The Laguna Beach Planning Commission on Feb. 5 approved a sign permit for Farmers & Merchants Bank at 401 Glen Eyrie Street, with conditions that the upper logo sign not be illuminated, be pin‑mounted (no lighted backing), and not be installed until the building’s perforated metal panels are fully installed and undamaged.
Sarah Olsen, the city’s planning technician, summarized the application and noted two outstanding facade elements: perforated metal panels at the building’s northeast and southeast corners and sunshades along the west elevation. The bank proposed an illuminated canopy sign and an illuminated logo wall sign; staff recommended careful consideration of the wall sign’s scale and illumination, and said the applicant had specified a 7,100‑Kelvin LED that staff flagged as a cool, bright color.
Commissioners and applicant
The applicant’s representative, Cynthia Lima of Science & Services Company, explained the logo panel dimensions and said the submitted 7,100‑Kelvin figure was an error. She said a prior Corona Del Mar installation used 4,000K and the team proposed the same warmer temperature for this sign. Lima also told the commission the perforated panels originally arrived damaged twice and are being refinished; the panels have not yet been re‑delivered.
Commission action and conditions
Commissioners unanimously approved the permit with the following conditions: the logo sign must be non‑illuminated; it must be pin‑mounted with no backer raceway or internal illumination; and the logo sign installation is conditioned on completion and installation of the perforated metal panels on the corner of the building. The roll call was unanimous (Goldman: yes; Whiting: yes; Dubin: yes; Chair Pro Tem Kellenberg: yes; Chair Sadler: yes).
Rationale and context
Commissioners and staff discussed sign size, pedestrian scale and color temperature. Several commissioners said the canopy sign (consisting of green painted aluminum letters with white backers for halo illumination) was acceptable, but they wanted the upper wall logo to be more subdued so it would not visually dominate the refined perforated‑panel treatment. Commissioner comments favored a warmer LED color temperature (about 4,000K) and removing internal illumination from the logo panel to reduce visual impact in the downtown setting.
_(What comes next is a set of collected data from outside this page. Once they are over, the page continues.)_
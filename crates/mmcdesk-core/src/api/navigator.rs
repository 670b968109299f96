use std::sync::Mutex;

/// Where the user is and how to send them somewhere else.
///
/// The gateway uses this when a session cannot be recovered: it remembers
/// the current location and forces a navigation to the login page.
pub trait Navigator: Send + Sync {
    fn current_location(&self) -> Option<String>;
    fn navigate(&self, location: &str);
}

/// Navigator for contexts with nowhere to go.
pub struct NoopNavigator;

impl Navigator for NoopNavigator {
    fn current_location(&self) -> Option<String> {
        None
    }

    fn navigate(&self, _location: &str) {}
}

/// Keeps the current location in memory and records every navigation.
#[derive(Debug, Default)]
pub struct RecordingNavigator {
    location: Mutex<Option<String>>,
    history: Mutex<Vec<String>>,
}

impl RecordingNavigator {
    pub fn at(location: impl Into<String>) -> Self {
        Self {
            location: Mutex::new(Some(location.into())),
            history: Mutex::new(Vec::new()),
        }
    }

    pub fn set_location(&self, location: impl Into<String>) {
        *self.location.lock().unwrap_or_else(|e| e.into_inner()) = Some(location.into());
    }

    /// Every location navigated to, oldest first.
    pub fn navigations(&self) -> Vec<String> {
        self.history.lock().unwrap_or_else(|e| e.into_inner()).clone()
    }
}

impl Navigator for RecordingNavigator {
    fn current_location(&self) -> Option<String> {
        self.location.lock().unwrap_or_else(|e| e.into_inner()).clone()
    }

    fn navigate(&self, location: &str) {
        self.history
            .lock()
            .unwrap_or_else(|e| e.into_inner())
            .push(location.to_string());
        self.set_location(location);
    }
}

#[cfg(test)]
mod tests {
    use super::*;

    #[test]
    fn test_recording_navigator() {
        let nav = RecordingNavigator::at("/dashboard/transaction");
        assert_eq!(nav.current_location().as_deref(), Some("/dashboard/transaction"));

        nav.navigate("/auth/v1/login");
        assert_eq!(nav.current_location().as_deref(), Some("/auth/v1/login"));
        assert_eq!(nav.navigations(), vec!["/auth/v1/login".to_string()]);
    }
}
Applicant explanation and schedule
Lima told the commission the panels arrived scratched in November and again two weeks before the hearing; the project team has ordered a third set and is refinishing parts. She said the sign cannot be installed until the perforated elements are in place because the facade details are coordinated: the perforated panel is intended to meet the edges of the sign panel.
Quote
- “The panels arrived damaged in November and then again 2 weeks ago,” — Cynthia Lima, applicant representative.
- “There was an error in our plans with the 7,100. That’s normally what we use for internally illuminated, acrylic face letters… We would propose to utilize the same color temperature as we did in Corona Del Mar,” — Cynthia Lima.
What was decided and what comes next
The permit is approved with the listed conditions; staff will return permit paperwork for issuance once the applicant shows the perforated panels are installed and the logo sign is submitted as non‑illuminated and pin‑mounted. The commission found the action exempt from CEQA.
Ending
The commission’s conditions aim to preserve the building’s chosen architectural treatment while allowing the bank signage needed for identification; the applicant said it will continue to work with fabricators to deliver undamaged panels before final installation.